Other than letting to a minor alone of course minors also form part of whole families who may wish to rent accommodation.
The normal practice followed by landlords in this situation is that only persons over the age of 18 (at the time of execution of the tenancy agreement) would be listed on the tenancy agreement itself. The parents (and any other adults that comprise the household) would hold the legal tenancy.
What then is the legal status of any children occupying a tenancy as part of a family?
In law, being minors, they would not occupy as tenants in their own right until they reach the age of majority (i.e. 18 years old). Until such time, they are simply licencees in the property, and even in the event of taking possession proceedings, only the actual tenants in the property need to be cited in any notices and proceedings.
When the children reach the age of 18 the tenancy agreement should be renewed and they should be added to the tenancy agreement as tenants in their own right.

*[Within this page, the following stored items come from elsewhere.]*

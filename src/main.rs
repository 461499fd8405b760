use tokio::net::TcpListener;
use tracing_subscriber::{layer::SubscriberExt, util::SubscriberInitExt};

use docshift::{create_router, AppState, Config};

#[tokio::main]
async fn main() -> Result<(), Box<dyn std::error::Error>> {
    dotenvy::dotenv().ok();

    // Initialize tracing
    tracing_subscriber::registry()
        .with(
            tracing_subscriber::EnvFilter::try_from_default_env()
                .unwrap_or_else(|_| "docshift=debug,tower_http=debug,axum::rejection=trace".into()),
        )
        .with(tracing_subscriber::fmt::layer().with_target(false))
        .init();

    let config = Config::from_env()?;

    tracing::info!("Starting docshift upload service");
    tracing::info!("Max file size: {}MB", config.max_file_size_mb);
    tracing::info!("Max concurrent requests: {}", config.max_concurrent_requests);

    let addr = config.bind_address();
    let app = create_router(AppState::new(config));

    tracing::info!("Server listening on {}", addr);

    let listener = TcpListener::bind(&addr).await?;
    axum::serve(listener, app).await?;

    Ok(())
}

It would be advisable to make a diary note of the child’s 18th birthday to ensure that the tenancy is renewed on or shortly after this date.
Au-Pairs and Renting
A related issue occurs where a family wishes to occupy a property together with an au-pair or similar temporary occupier. As the au-pair is effectively an employee of the family, there is no requirement that she (or he) be named on the tenancy agreement.

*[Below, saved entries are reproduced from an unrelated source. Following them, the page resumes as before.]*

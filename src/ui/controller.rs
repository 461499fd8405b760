//! Upload form controller.
//!
//! Framework-free state machine behind the upload page. The host that owns
//! the real page (the rendered page script, or a test double) implements
//! [`UploadPage`] and forwards user events to [`UploadController`].
//!
//! Trigger control states:
//!
//! ```text
//! Idle --generate (file selected)--> Loading --reset elapsed | response--> Idle
//! ```

use std::time::Duration;

use bytes::Bytes;
use tracing::{debug, info, warn};

use crate::models::is_valid_extension;

pub const FILE_INPUT_ID: &str = "file";
pub const UPLOAD_FORM_ID: &str = "uploadForm";
pub const GENERATE_ACTION: &str = "generate-text-files";
pub const GENERATE_TEXT_FILES_PATH: &str = "/generate-text-files";
pub const FILE_FIELD: &str = "file";

pub const INVALID_EXTENSION_MESSAGE: &str = "Please select a valid Word document (.docx)";
pub const NO_FILE_ON_SUBMIT_MESSAGE: &str = "Please select a file to upload";
pub const NO_FILE_ON_GENERATE_MESSAGE: &str = "Please select a file first";

pub const GENERATING_LABEL: &str = "Generating...";
pub const RESET_DELAY: Duration = Duration::from_millis(2000);

#[derive(Debug, Clone, PartialEq)]
pub struct SelectedFile {
    pub name: String,
    pub bytes: Bytes,
}

impl SelectedFile {
    pub fn new(name: impl Into<String>, bytes: impl Into<Bytes>) -> Self {
        Self {
            name: name.into(),
            bytes: bytes.into(),
        }
    }
}

/// Outbound POST carrying a copy of the selected file as the multipart field `file`.
#[derive(Debug, Clone, PartialEq)]
pub struct SubmissionRequest {
    pub method: &'static str,
    pub action: &'static str,
    pub field: &'static str,
    pub file: SelectedFile,
}

impl SubmissionRequest {
    fn for_file(file: SelectedFile) -> Self {
        Self {
            method: "POST",
            action: GENERATE_TEXT_FILES_PATH,
            field: FILE_FIELD,
            file,
        }
    }
}

/// Identifies one scheduled reset; the host hands it back when the timer fires.
#[derive(Debug, Clone, Copy, PartialEq, Eq, Hash)]
pub struct ResetTicket(u64);

#[derive(Debug, Clone, PartialEq, Eq, Default)]
pub enum ButtonState {
    #[default]
    Idle,
    Loading {
        original_label: String,
        ticket: ResetTicket,
    },
}

#[derive(Debug, Clone, Copy, PartialEq, Eq)]
pub enum SubmitDecision {
    /// Let the browser submit the form unchanged.
    Proceed,
    /// Cancel the default submission.
    Prevent,
}

/// The page the controller drives.
pub trait UploadPage {
    /// Registers the change, submit and trigger listeners.
    fn bind_listeners(&mut self);
    /// Shows a blocking message to the user.
    fn alert(&mut self, message: &str);
    /// Empties the file picker.
    fn clear_selection(&mut self);
    fn trigger_label(&self) -> String;
    fn set_trigger(&mut self, label: &str, disabled: bool);
    fn dispatch(&mut self, request: SubmissionRequest);
    /// Arms the fallback timer; when it fires the host calls
    /// [`UploadController::on_reset_elapsed`] with `ticket`.
    fn schedule_reset(&mut self, delay: Duration, ticket: ResetTicket);
}

pub struct UploadController<P: UploadPage> {
    page: P,
    initialized: bool,
    selected: Option<SelectedFile>,
    button: ButtonState,
    next_ticket: u64,
}

impl<P: UploadPage> UploadController<P> {
    pub fn new(page: P) -> Self {
        Self {
            page,
            initialized: false,
            selected: None,
            button: ButtonState::Idle,
            next_ticket: 0,
        }
    }

    /// Binds the page listeners. Runs once per page load; later calls return false.
    pub fn initialize(&mut self) -> bool {
        if self.initialized {
            warn!("Upload controller already initialized, ignoring");
            return false;
        }
        self.page.bind_listeners();
        self.initialized = true;
        debug!("Upload controller initialized");
        true
    }

    pub fn on_file_changed(&mut self, file: Option<SelectedFile>) {
        match file {
            Some(file) if !is_valid_extension(&file.name) => {
                info!(file_name = %file.name, "Rejected file with invalid extension");
                self.page.alert(INVALID_EXTENSION_MESSAGE);
                self.page.clear_selection();
                self.selected = None;
            }
            other => self.selected = other,
        }
    }

    pub fn on_form_submit(&mut self) -> SubmitDecision {
        if self.selected.is_none() {
            self.page.alert(NO_FILE_ON_SUBMIT_MESSAGE);
            return SubmitDecision::Prevent;
        }
        SubmitDecision::Proceed
    }

    /// Starts text file generation. Returns true when a request was dispatched.
    pub fn generate_text_files(&mut self) -> bool {
        let Some(file) = self.selected.clone() else {
            self.page.alert(NO_FILE_ON_GENERATE_MESSAGE);
            return false;
        };

        // Disabled trigger
        if matches!(self.button, ButtonState::Loading { .. }) {
            debug!("Generation already in flight, ignoring trigger");
            return false;
        }

        self.next_ticket += 1;
        let ticket = ResetTicket(self.next_ticket);
        let original_label = self.page.trigger_label();
        self.page.set_trigger(GENERATING_LABEL, true);
        self.button = ButtonState::Loading { original_label, ticket };

        info!(file_name = %file.name, target = GENERATE_TEXT_FILES_PATH, "Dispatching text file generation");
        self.page.dispatch(SubmissionRequest::for_file(file));
        self.page.schedule_reset(RESET_DELAY, ticket);
        true
    }

    /// Fallback timer; restores the trigger if the loading cycle that armed
    /// `ticket` is still the current one.
    pub fn on_reset_elapsed(&mut self, ticket: ResetTicket) {
        let current = match &self.button {
            ButtonState::Loading { ticket, .. } => Some(*ticket),
            ButtonState::Idle => None,
        };
        match current {
            Some(current) if current == ticket => self.restore_trigger(),
            Some(_) => debug!("Ignoring reset timer from an earlier generation"),
            None => {}
        }
    }

    /// Response-driven completion of a generation request.
    pub fn on_generate_finished(&mut self, result: Result<(), String>) {
        self.restore_trigger();
        if let Err(message) = result {
            warn!(error = %message, "Text file generation failed");
            self.page.alert(&message);
        }
    }

    fn restore_trigger(&mut self) {
        if let ButtonState::Loading { original_label, .. } = std::mem::take(&mut self.button) {
            self.page.set_trigger(&original_label, false);
        }
    }

    pub fn selected_file(&self) -> Option<&SelectedFile> {
        self.selected.as_ref()
    }

    pub fn button_state(&self) -> &ButtonState {
        &self.button
    }

    pub fn is_initialized(&self) -> bool {
        self.initialized
    }

    pub fn page(&self) -> &P {
        &self.page
    }
}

As the accommodation is a pre-requisite of the employment for the au-pair to better carry out his/her duties, she (or he) is a service occupier or licencee (Norris v Checksfield, 1991). S/he may have exclusive possession of the accommodation, but no tenancy is created, and therefore there is no requirement that the au-pair is listed on the tenancy agreement.

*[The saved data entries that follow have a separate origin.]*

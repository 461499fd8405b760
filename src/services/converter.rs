use std::time::{Duration, Instant};

use tokio::time::timeout;

use crate::error::{AppError, AppResult};
use crate::models::{Download, UploadedFile, XLSX_MIME_TYPE, ZIP_MIME_TYPE};
use crate::services::docx_reader::DocxReader;
use crate::services::{exercise_parser, text_files, workbook};

/// Turns uploaded exercise documents into downloadable outputs.
#[derive(Debug, Clone)]
pub struct DocumentConverter {
    timeout: Duration,
}

impl DocumentConverter {
    pub fn new(timeout: Duration) -> Self {
        Self { timeout }
    }

    /// Converts the document into the `ex_data` / `qa_data` workbook.
    pub async fn to_workbook(&self, file: UploadedFile) -> AppResult<Download> {
        let file_name = format!("{}.xlsx", file.stem());
        tracing::info!(
            "Starting workbook conversion for file: {} ({} bytes)",
            file.name,
            file.size
        );

        let content = self
            .run_blocking(file, |paragraphs| {
                let exercises = exercise_parser::extract_exercises(paragraphs);
                let questions = exercise_parser::extract_questions(paragraphs);
                tracing::info!(
                    exercises = exercises.len(),
                    questions = questions.len(),
                    "Extraction summary"
                );
                workbook::build(&exercises, &questions)
            })
            .await?;

        Ok(Download::new(file_name, XLSX_MIME_TYPE, content))
    }

    /// Packs the document's code blocks into a zip of text files.
    pub async fn to_text_files(&self, file: UploadedFile) -> AppResult<Download> {
        tracing::info!(
            "Starting text file generation for file: {} ({} bytes)",
            file.name,
            file.size
        );

        let content = self
            .run_blocking(file, |paragraphs| {
                let blocks = exercise_parser::code_blocks(paragraphs);
                text_files::build_archive(&blocks)
            })
            .await?;

        Ok(Download::new(text_files::ARCHIVE_NAME, ZIP_MIME_TYPE, content))
    }

    async fn run_blocking<F>(&self, file: UploadedFile, work: F) -> AppResult<Vec<u8>>
    where
        F: FnOnce(&[String]) -> AppResult<Vec<u8>> + Send + 'static,
    {
        if !file.is_docx() {
            return Err(AppError::InvalidFile {
                message: format!("{} is not a .docx document", file.name),
            });
        }

        let start = Instant::now();
        let task = tokio::task::spawn_blocking(move || {
            let paragraphs = DocxReader::paragraphs(&file.content)?;
            work(paragraphs.as_slice())
        });

        let content = timeout(self.timeout, task).await???;

        tracing::info!(
            processing_time_ms = start.elapsed().as_millis() as u64,
            bytes = content.len(),
            "Conversion completed"
        );
        Ok(content)
    }
}

impl Default for DocumentConverter {
    fn default() -> Self {
        Self::new(Duration::from_secs(30))
    }
}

Although not a requirement, the landlord may wish to make provision in the tenancy agreement for a service occupier to occupy accommodation within the property for the duration of his/her employment or until expiry of the lease, whichever is the earliest.
If letting directly to persons under 18 then a guarantor agreement should be taken to cover not only all the financial obligations but also the other obligations in the tenancy agreement.
The guarantor will undertake to ensure that tenants under the age of 18 comply with the terms of the tenancy, and the guarantor agrees to underwrite any rent arrears or money owing to the landlord.
Due to the difficulties of bringing actions against minors, it is important to obtain a guarantor when letting to a person under the age of 18.